Supporters saw it as a move to protect local refineries, while critics warned it could increase fuel prices. Mustapha Ahmed of the Nigerian Coalition of Civil Society Organisations (NCCSO) criticized the delay, saying it favored foreign importers at the expense of domestic refineries.

Electricity metering gap persists

The electricity metering gap remains a concern. As of October 2025, 5.3 million users were unmetered. NERC reported that 106,822 meters were installed in October, bringing the national metering rate to 56.07%. Aba Power, Eko DisCo, and Ikeja Electric showed significant improvements, while Enugu, Jos, Kaduna, Kano, and Yola DisCos lagged with rates below 50%.

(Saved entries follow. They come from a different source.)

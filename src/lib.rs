#![deny(clippy::expect_used, clippy::unwrap_used)]

//! The root of the coalescing timer library.
//! 合并定时器库的根。

pub mod config;
pub mod error;
pub mod timer;

pub use config::TimerConfig;
pub use error::{Error, Result};
pub use timer::{ArmOutcome, Behavior, CoalescingTimer, TimerError, TimerStats};
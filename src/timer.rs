//! 合并定时器模块
//! Coalescing Timer Module
//!
//! 该模块实现了针对单个目标对象的单次延迟执行定时器。重复的请求会按照
//! "最早胜出"（Coalesce）或"最新胜出"（Delay）策略合并，定时器只持有目标的
//! 弱引用，目标销毁后回调会被静默跳过。
//!
//! This module implements a one-shot deferred-execution timer bound to a
//! single target object. Repeated requests are merged by either an
//! earliest-wins (Coalesce) or latest-wins (Delay) policy; the timer holds only
//! a weak reference to its target and silently skips the callback once the
//! target is gone.

pub mod actor;
pub mod clock;
pub mod commands;
pub mod handle;
pub mod source;
pub mod target;


pub use clock::{MonotonicClock, duration_from_secs_ceil};
pub use commands::{ArmOutcome, TimerError, TimerStats};
pub use handle::CoalescingTimer;
pub use source::Behavior;
pub use target::TargetRef;
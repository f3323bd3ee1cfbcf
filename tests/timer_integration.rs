//! 合并定时器集成测试
//! Coalescing timer integration tests

pub mod common;

use coalesce_timer::{ArmOutcome, Behavior};
use common::harness::{Editor, TestHarness};
use std::sync::Arc;
use tokio::time::{Duration, Instant, sleep};

#[tokio::test(start_paused = true)]
async fn test_autosave_debounces_bursts_of_edits() {
    let harness = TestHarness::new(Behavior::Delay);
    let start = Instant::now();

    // 每 200ms 一次编辑，持续 2 秒；只有最后一次编辑后的 1 秒才保存
    // An edit every 200ms for 2 seconds; only 1s after the last edit saves
    for _ in 0..10 {
        harness.schedule_save(Duration::from_secs(1)).await;
        sleep(Duration::from_millis(200)).await;
    }
    assert_eq!(harness.editor.saves(), 0);

    sleep(Duration::from_secs(2)).await;
    assert_eq!(harness.editor.saves(), 1);

    let saved_at = harness.editor.saved_at();
    let elapsed = saved_at[0].duration_since(start);
    // 最后一次编辑发生在 1.8s
    // The last edit happened at 1.8s
    assert!(elapsed >= Duration::from_millis(2800), "saved too early: {:?}", elapsed);
    assert!(elapsed <= Duration::from_millis(2820), "saved too late: {:?}", elapsed);
}

#[tokio::test(start_paused = true)]
async fn test_refresh_coalesces_to_first_deadline() {
    let harness = TestHarness::new(Behavior::Coalesce);
    let start = Instant::now();

    let first = harness.schedule_save(Duration::from_millis(500)).await;
    assert!(matches!(first, ArmOutcome::Armed { .. }));
    for _ in 0..4 {
        sleep(Duration::from_millis(100)).await;
        assert_eq!(
            harness.schedule_save(Duration::from_millis(500)).await,
            ArmOutcome::Dropped
        );
    }

    sleep(Duration::from_secs(1)).await;
    assert_eq!(harness.editor.saves(), 1);
    let elapsed = harness.editor.saved_at()[0].duration_since(start);
    assert!(elapsed >= Duration::from_millis(500) && elapsed <= Duration::from_millis(520));
}

#[tokio::test(start_paused = true)]
async fn test_closed_editor_is_never_saved() {
    let TestHarness { editor, timer } = TestHarness::new(Behavior::Coalesce);
    let observer = Arc::downgrade(&editor);

    timer
        .after(Duration::from_secs(1), |editor: Arc<Editor>| editor.save())
        .await
        .unwrap();
    drop(editor);

    sleep(Duration::from_secs(2)).await;
    assert!(observer.upgrade().is_none());

    let stats = timer.stats().await.unwrap();
    assert_eq!(stats.fired, 0);
    assert_eq!(stats.skipped, 1);
}

#[tokio::test(flavor = "multi_thread", worker_threads = 4)]
async fn test_many_threads_share_one_timer() {
    let harness = TestHarness::new(Behavior::Coalesce);

    let mut tasks = Vec::new();
    for i in 0..16u64 {
        let timer = harness.timer.clone();
        tasks.push(tokio::spawn(async move {
            timer
                .after(Duration::from_millis(100 + i * 10), |editor: Arc<Editor>| editor.save())
                .await
        }));
    }
    for task in tasks {
        task.await.unwrap().unwrap();
    }

    sleep(Duration::from_millis(600)).await;
    assert_eq!(harness.editor.saves(), 1);

    let stats = harness.timer.stats().await.unwrap();
    assert_eq!(stats.armed, 1);
    assert_eq!(stats.armed + stats.rearmed + stats.dropped, 16);
    assert_eq!(stats.fired, 1);
}

#[tokio::test(start_paused = true)]
async fn test_cancel_then_rearm() {
    let harness = TestHarness::new(Behavior::Delay);

    harness.schedule_save(Duration::from_secs(1)).await;
    assert!(harness.timer.cancel().await.unwrap());
    sleep(Duration::from_secs(2)).await;
    assert_eq!(harness.editor.saves(), 0);

    let outcome = harness.schedule_save(Duration::from_secs(1)).await;
    assert!(matches!(outcome, ArmOutcome::Armed { .. }));
    sleep(Duration::from_secs(2)).await;
    assert_eq!(harness.editor.saves(), 1);
}
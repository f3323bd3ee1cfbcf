//! 定时器命令定义
//! Timer command definitions
//!
//! 本模块包含句柄与串行上下文之间的命令枚举、应答类型、错误类型和统计信息。
//!
//! This module contains the command enum, reply types, error type and
//! statistics exchanged between a timer handle and its serial context.

use std::time::Duration;
use tokio::{runtime::Handle, sync::oneshot};

use super::source::FireHandler;

/// 在串行上下文中执行并等待完成的代码块
/// Block executed on the serial context while the caller waits
pub type LockedBlock = Box<dyn FnOnce() + Send + 'static>;

/// 定时器命令
/// Timer commands
pub enum TimerCommand<T> {
    /// 请求在延迟后执行回调
    /// Request a callback after a delay
    After {
        /// 调用方提交请求时的时钟读数
        /// Clock reading taken when the caller made the request
        request_time: Duration,
        delay: Duration,
        handler: FireHandler<T>,
        response_tx: oneshot::Sender<ArmOutcome>,
    },
    /// 取消挂起的定时器
    /// Cancel the pending timer
    Cancel {
        response_tx: oneshot::Sender<bool>,
    },
    /// 在串行上下文中执行代码块
    /// Run a block on the serial context
    WhileLocked {
        block: LockedBlock,
    },
    /// 将串行上下文迁移到另一个运行时
    /// Move the serial context onto another runtime
    Retarget {
        runtime: Handle,
        response_tx: oneshot::Sender<()>,
    },
    /// 查询当前截止时间
    /// Query the current deadline
    NextFireTime {
        response_tx: oneshot::Sender<Option<Duration>>,
    },
    /// 获取统计信息
    /// Get statistics
    GetStats {
        response_tx: oneshot::Sender<TimerStats>,
    },
}

impl<T> std::fmt::Debug for TimerCommand<T> {
    fn fmt(&self, f: &mut std::fmt::Formatter<'_>) -> std::fmt::Result {
        match self {
            TimerCommand::After {
                request_time, delay, ..
            } => f
                .debug_struct("After")
                .field("request_time", request_time)
                .field("delay", delay)
                .finish_non_exhaustive(),
            TimerCommand::Cancel { .. } => f.write_str("Cancel"),
            TimerCommand::WhileLocked { .. } => f.write_str("WhileLocked"),
            TimerCommand::Retarget { .. } => f.write_str("Retarget"),
            TimerCommand::NextFireTime { .. } => f.write_str("NextFireTime"),
            TimerCommand::GetStats { .. } => f.write_str("GetStats"),
        }
    }
}

/// `after` 请求的处理结果
/// Result of processing an `after` request
#[derive(Debug, Clone, Copy, PartialEq, Eq)]
pub enum ArmOutcome {
    /// 之前没有挂起的定时器，新建并启动了句柄
    /// Nothing was pending; a new handle was created and started
    Armed { next_fire_time: Duration },
    /// 原地重新设置了挂起句柄的截止时间
    /// The pending handle was reprogrammed in place
    Rearmed { next_fire_time: Duration },
    /// 按策略丢弃了请求，已有的截止时间保持不变
    /// The request lost to the policy; the existing deadline stands
    Dropped,
}

impl ArmOutcome {
    /// 请求是否影响了截止时间
    /// Whether the request changed the deadline
    pub fn is_scheduled(&self) -> bool {
        !matches!(self, ArmOutcome::Dropped)
    }

    pub fn next_fire_time(&self) -> Option<Duration> {
        match self {
            ArmOutcome::Armed { next_fire_time } | ArmOutcome::Rearmed { next_fire_time } => {
                Some(*next_fire_time)
            }
            ArmOutcome::Dropped => None,
        }
    }
}

/// 定时器错误类型
/// Timer error types
#[derive(Debug, Clone, PartialEq, Eq, thiserror::Error)]
pub enum TimerError {
    #[error("Timer serial context has been shut down")]
    ContextClosed,
}

/// 定时器统计信息
/// Timer statistics
#[derive(Debug, Clone, Default, PartialEq, Eq)]
pub struct TimerStats {
    /// 新建并启动的句柄数
    /// Number of handles created and started
    pub armed: u64,
    /// 原地重新设置截止时间的次数
    /// Number of in-place reprograms
    pub rearmed: u64,
    /// 按策略丢弃的请求数
    /// Number of requests dropped by the policy
    pub dropped: u64,
    /// 回调被执行的次数
    /// Number of callbacks invoked
    pub fired: u64,
    /// 目标已销毁而跳过的触发次数
    /// Number of firings skipped because the target was gone
    pub skipped: u64,
    /// 被取消的挂起句柄数
    /// Number of pending handles cancelled
    pub cancelled: u64,
}

impl std::fmt::Display for TimerStats {
    fn fmt(&self, f: &mut std::fmt::Formatter<'_>) -> std::fmt::Result {
        write!(
            f,
            "TimerStats {{ armed: {}, rearmed: {}, dropped: {}, fired: {}, skipped: {}, cancelled: {} }}",
            self.armed, self.rearmed, self.dropped, self.fired, self.skipped, self.cancelled
        )
    }
}
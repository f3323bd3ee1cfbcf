//! 定义了合并定时器的可配置参数。
//! Defines configurable parameters for the coalescing timer.

use crate::error::{Error, Result};
use crate::timer::Behavior;

/// The label given to a timer's serial context when none is configured.
/// 未配置时赋予定时器串行上下文的标签。
pub const DEFAULT_LABEL: &str = "coalesce_timer.timer";

/// A structure containing all configurable parameters for a timer.
///
/// 包含定时器所有可配置参数的结构体。
#[derive(Debug, Clone)]
pub struct TimerConfig {
    /// How requests that arrive while a timer is pending are merged.
    /// 定时器挂起期间到达的请求如何合并。
    pub behavior: Behavior,

    /// Label of the serial context. Attached to every log record the
    /// context emits.
    ///
    /// 串行上下文的标签。附加到该上下文输出的每条日志记录上。
    pub label: String,

    /// Capacity of the command channel feeding the serial context. Callers
    /// wait for a free slot once it is full.
    ///
    /// 向串行上下文传递命令的通道容量。通道满时调用方等待空位。
    pub command_buffer_size: usize,
}

impl TimerConfig {
    /// Creates a configuration with the given behavior and default values
    /// for everything else.
    /// 使用给定行为创建配置，其余使用默认值。
    pub fn with_behavior(behavior: Behavior) -> Self {
        Self {
            behavior,
            ..Self::default()
        }
    }

    /// Sets the label of the serial context.
    pub fn label(mut self, label: impl Into<String>) -> Self {
        self.label = label.into();
        self
    }

    pub(crate) fn validate(&self) -> Result<()> {
        if self.command_buffer_size == 0 {
            return Err(Error::InvalidConfig("command_buffer_size must be non-zero"));
        }
        if self.label.is_empty() {
            return Err(Error::InvalidConfig("label must not be empty"));
        }
        Ok(())
    }
}

impl Default for TimerConfig {
    fn default() -> Self {
        Self {
            behavior: Behavior::Coalesce,
            label: DEFAULT_LABEL.to_string(),
            command_buffer_size: 64,
        }
    }
}
//! 单调时钟
//! Monotonic clock
//!
//! 定时器的所有截止时间都以"自纪元以来的时长"表示。纪元在首次读取时
//! 惰性校准一次并缓存，之后所有读数都相对于它计算，不受系统时间调整影响。
//!
//! Every deadline of a timer is expressed as a duration since an epoch. The
//! epoch is calibrated lazily on the first read and cached; all later
//! readings are relative to it and are immune to wall-clock adjustments.

use std::sync::OnceLock;
use std::time::Duration;
use tokio::time::Instant;

/// Nanoseconds per second, the tick domain deadlines are computed in.
const NANOS_PER_SEC: f64 = 1_000_000_000.0;

/// Roughly 30 years; deadlines beyond what `Instant` can represent are
/// scheduled this far out instead.
const FAR_FUTURE: Duration = Duration::from_secs(86400 * 365 * 30);

/// 单调时钟，纪元按实例惰性校准
/// Monotonic clock with a per-instance, lazily calibrated epoch
#[derive(Debug, Default)]
pub struct MonotonicClock {
    epoch: OnceLock<Instant>,
}

impl MonotonicClock {
    pub fn new() -> Self {
        Self::default()
    }

    /// 获取（必要时校准）纪元
    /// Get the epoch, calibrating it on first use
    fn epoch(&self) -> Instant {
        *self.epoch.get_or_init(Instant::now)
    }

    /// 当前时间，自纪元以来的时长
    /// Current time as a duration since the epoch
    pub fn now(&self) -> Duration {
        let epoch = self.epoch();
        Instant::now().saturating_duration_since(epoch)
    }

    /// 将自纪元以来的时长转换为可供调度的绝对时刻
    /// Convert a duration since the epoch into an absolute, schedulable instant
    pub fn instant_at(&self, since_epoch: Duration) -> Instant {
        self.epoch()
            .checked_add(since_epoch)
            .unwrap_or_else(|| Instant::now() + FAR_FUTURE)
    }
}

/// 将实数秒转换为纳秒刻度的时长，向上取整
/// Convert real-valued seconds into a nanosecond-tick duration, rounding up
///
/// Negative, zero and NaN inputs yield zero; values beyond the representable
/// range saturate at `Duration::MAX`.
pub fn duration_from_secs_ceil(secs: f64) -> Duration {
    if secs.is_nan() || secs <= 0.0 {
        return Duration::ZERO;
    }
    let nanos = (secs * NANOS_PER_SEC).ceil();
    if nanos >= u64::MAX as f64 {
        return Duration::MAX;
    }
    Duration::from_nanos(nanos as u64)
}

#[cfg(test)]
mod tests {
    use super::*;

    #[test]
    fn test_negative_and_nan_clamp_to_zero() {
        assert_eq!(duration_from_secs_ceil(-1.0), Duration::ZERO);
        assert_eq!(duration_from_secs_ceil(0.0), Duration::ZERO);
        assert_eq!(duration_from_secs_ceil(f64::NAN), Duration::ZERO);
        assert_eq!(duration_from_secs_ceil(f64::NEG_INFINITY), Duration::ZERO);
    }

    #[test]
    fn test_rounds_up_to_next_tick() {
        // 1.5ns 不能提前到 1ns
        // 1.5ns must not be scheduled early at 1ns
        assert_eq!(duration_from_secs_ceil(1.5e-9), Duration::from_nanos(2));
        assert_eq!(duration_from_secs_ceil(0.25), Duration::from_millis(250));
        assert!(duration_from_secs_ceil(0.1) >= Duration::from_millis(100));
    }

    #[test]
    fn test_huge_values_saturate() {
        assert_eq!(duration_from_secs_ceil(f64::INFINITY), Duration::MAX);
        assert_eq!(duration_from_secs_ceil(1e30), Duration::MAX);
    }

    #[tokio::test(start_paused = true)]
    async fn test_now_is_relative_to_lazy_epoch() {
        let clock = MonotonicClock::new();
        assert_eq!(clock.now(), Duration::ZERO);

        tokio::time::advance(Duration::from_millis(1500)).await;
        assert_eq!(clock.now(), Duration::from_millis(1500));

        let at = clock.instant_at(Duration::from_secs(2));
        assert_eq!(
            at.duration_since(Instant::now()),
            Duration::from_millis(500)
        );
    }

    #[tokio::test(start_paused = true)]
    async fn test_unrepresentable_deadline_saturates() {
        let clock = MonotonicClock::new();
        let at = clock.instant_at(Duration::MAX);
        assert!(at > Instant::now() + Duration::from_secs(86400 * 365));
    }

    #[tokio::test(start_paused = true)]
    async fn test_now_is_monotonic() {
        let clock = MonotonicClock::new();
        let mut last = clock.now();
        for _ in 0..10 {
            tokio::time::advance(Duration::from_millis(7)).await;
            let current = clock.now();
            assert!(current >= last);
            last = current;
        }
    }
}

NNPC, NUPRC, NMDPRA CEOs step aside

On April 2, 2025, President Tinubu sacked Mele Kyari and other NNPC board members, citing poor performance. Bashir Ojulari was appointed Group CEO. On December 17, 2025, the CEOs of NMDPRA and NUPRC resigned, with Oritsemeyiwa Amanorisewo Eyesan and Engineer Saidu Aliyu Mohammed nominated as their replacements.

Expectations for 2026

Going into 2026, PETROAN President Mr. Billy Gillis-Harry emphasized adequate funding for regulatory institutions, support for local refining, and increased domestic refining capacity to reduce import dependence and create jobs.

Mr. Muda Yusuf, CEO of CPPE, urged the petroleum leadership to prioritize domestic refining, fair competition, and investment in crude oil and gas production. He stated:

“In the downstream segment, strong and deliberate support for domestic refining must be an immediate and non-negotiable priority. Government policy should clearly favour locally refined petroleum products through targeted fiscal, regulatory and infrastructural support for both public and private refineries, while actively encouraging new investments in refining capacity.”

He further stressed ending the distortion where imported petroleum competes unfairly with locally refined products and maximizing hydrocarbon resources while the opportunity still exists.

“The NUPRC should prioritize production growth, investment facilitation, and improved security, with a clear national objective of raising crude oil output to a minimum of two million barrels per day. Expanded investment in gas production and compliance with domestic crude supply obligations to local refineries must also be central.”